INSTRUCTIONS FOR THE TASK >> Copy out each line of the listing below where the string "needle" appears.

[[ LISTED ENTRIES open ]]

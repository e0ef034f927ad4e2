use crate::chart::{render, BoundChart};
use crate::config::{self, BaseConfig, DEFAULT_CHARTS_SUBDIR, DEFAULT_CONFIG_DIR};
use crate::data::export_csv::write_dataset_csv;
use crate::data::importer::{DataImporter, DEFAULT_DATA_DIR};
use crate::data::registry::{self, DEFAULT_REGISTRY_PATH, MASTER_DATASET_KEY};
use crate::index::extract::{self, DEFAULT_INDEX_DATA_DIR};

const DEFAULT_EXPORT_PATH: &str = "data/master.csv";

#[derive(Debug, Clone, Copy, PartialEq, Eq)]
pub enum Command {
    Import,
    Plot,
    Search,
    Export,
    Status,
}

pub fn parse_command(args: &[String]) -> Option<Command> {
    match args.get(1).map(String::as_str) {
        Some("import") => Some(Command::Import),
        Some("plot") => Some(Command::Plot),
        Some("search") => Some(Command::Search),
        Some("export") => Some(Command::Export),
        Some("status") => Some(Command::Status),
        _ => None,
    }
}

pub fn run_with_args(args: &[String]) -> i32 {
    match parse_command(args) {
        Some(Command::Import) => handle_import(args),
        Some(Command::Plot) => handle_plot(args),
        Some(Command::Search) => handle_search(args),
        Some(Command::Export) => handle_export(args),
        Some(Command::Status) => handle_status(),
        None => {
            eprintln!("usage: hfadb <import|plot|search|export|status>");
            2
        }
    }
}

fn handle_import(args: &[String]) -> i32 {
    let mut importer = DataImporter::new(DEFAULT_DATA_DIR);
    if let Some(raw_dir) = args.get(2) {
        importer = importer.with_raw_dir(raw_dir);
    }

    match importer.run() {
        Ok(report) => {
            println!(
                "import complete: files={}, records_added={}, total_records={}",
                report.files_imported, report.records_added, report.total_records
            );
            0
        }
        Err(err) => {
            eprintln!("import failed: {err}");
            1
        }
    }
}

fn handle_plot(args: &[String]) -> i32 {
    let importer = DataImporter::new(DEFAULT_DATA_DIR);
    let dataset = match importer.load() {
        Ok(dataset) => dataset,
        Err(err) => {
            eprintln!("failed to load master dataset: {err}");
            return 1;
        }
    };
    if dataset.is_empty() {
        eprintln!("master dataset is empty; run 'hfadb import' first");
        return 1;
    }

    let index = match extract::build(DEFAULT_INDEX_DATA_DIR) {
        Ok(index) => index,
        Err(err) => {
            eprintln!("failed to build name index: {err}");
            return 1;
        }
    };

    let base = match BaseConfig::load(DEFAULT_CONFIG_DIR) {
        Ok(base) => base,
        Err(err) => {
            eprintln!("failed to load base config: {err}");
            return 1;
        }
    };

    let charts_dir = args
        .get(2)
        .cloned()
        .unwrap_or_else(|| format!("{DEFAULT_CONFIG_DIR}/{DEFAULT_CHARTS_SUBDIR}"));
    let spec_files = match config::discover_specs(&charts_dir) {
        Ok(files) => files,
        Err(err) => {
            eprintln!("failed to list chart specs in {charts_dir}: {err}");
            return 1;
        }
    };
    if spec_files.is_empty() {
        eprintln!("no chart specs found in {charts_dir}");
        return 1;
    }

    for spec_file in spec_files {
        let spec = match config::load_spec(&base, &spec_file) {
            Ok(spec) => spec,
            Err(err) => {
                eprintln!("{err}");
                return 1;
            }
        };
        let bound = match BoundChart::bind(spec, &index, &dataset) {
            Ok(bound) => bound,
            Err(err) => {
                eprintln!("failed to bind {}: {err}", spec_file.display());
                return 1;
            }
        };
        match render::render(&bound, render::DEFAULT_IMG_DIR) {
            Ok(rendered) => {
                for file in &rendered.files {
                    println!("wrote {}", file.display());
                }
                println!("processed: {}", spec_file.display());
            }
            Err(err) => {
                eprintln!("failed to render {}: {err}", spec_file.display());
                return 1;
            }
        }
    }
    println!("run completed");
    0
}

fn handle_search(args: &[String]) -> i32 {
    let Some(needle) = args.get(2) else {
        eprintln!("usage: hfadb search <substring>");
        return 2;
    };

    let index = match extract::build(DEFAULT_INDEX_DATA_DIR) {
        Ok(index) => index,
        Err(err) => {
            eprintln!("failed to build name index: {err}");
            return 1;
        }
    };

    let matches = index.search(needle);
    if matches.is_empty() {
        println!("no indicators match '{needle}'");
        return 0;
    }
    println!("id\ten\tru");
    for entry in matches {
        println!("{}\t{}\t{}", entry.id, entry.en, entry.ru);
    }
    0
}

fn handle_export(args: &[String]) -> i32 {
    let out_path = args.get(2).map(String::as_str).unwrap_or(DEFAULT_EXPORT_PATH);

    let importer = DataImporter::new(DEFAULT_DATA_DIR);
    let dataset = match importer.load() {
        Ok(dataset) => dataset,
        Err(err) => {
            eprintln!("failed to load master dataset: {err}");
            return 1;
        }
    };

    match write_dataset_csv(out_path, &dataset) {
        Ok(()) => {
            println!("exported {} records to {out_path}", dataset.len());
            0
        }
        Err(err) => {
            eprintln!("export failed: {err}");
            1
        }
    }
}

fn handle_status() -> i32 {
    match registry::load(DEFAULT_REGISTRY_PATH) {
        Ok(reg) => match reg.get(MASTER_DATASET_KEY) {
            Some(entry) => {
                println!(
                    "master dataset: {} records, last updated {}, snapshot {}",
                    entry.record_count, entry.last_updated, entry.path
                );
                println!("source: {}", entry.source);
                0
            }
            None => {
                println!("no dataset imported yet");
                0
            }
        },
        Err(err) => {
            eprintln!("failed to read registry: {err}");
            1
        }
    }
}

[[ LISTED ENTRIES closed ]]

ANSWER AREA >>
    let Some(needle) = args.get(2) else {
    let matches = index.search(needle);
        println!("no indicators match '{needle}'");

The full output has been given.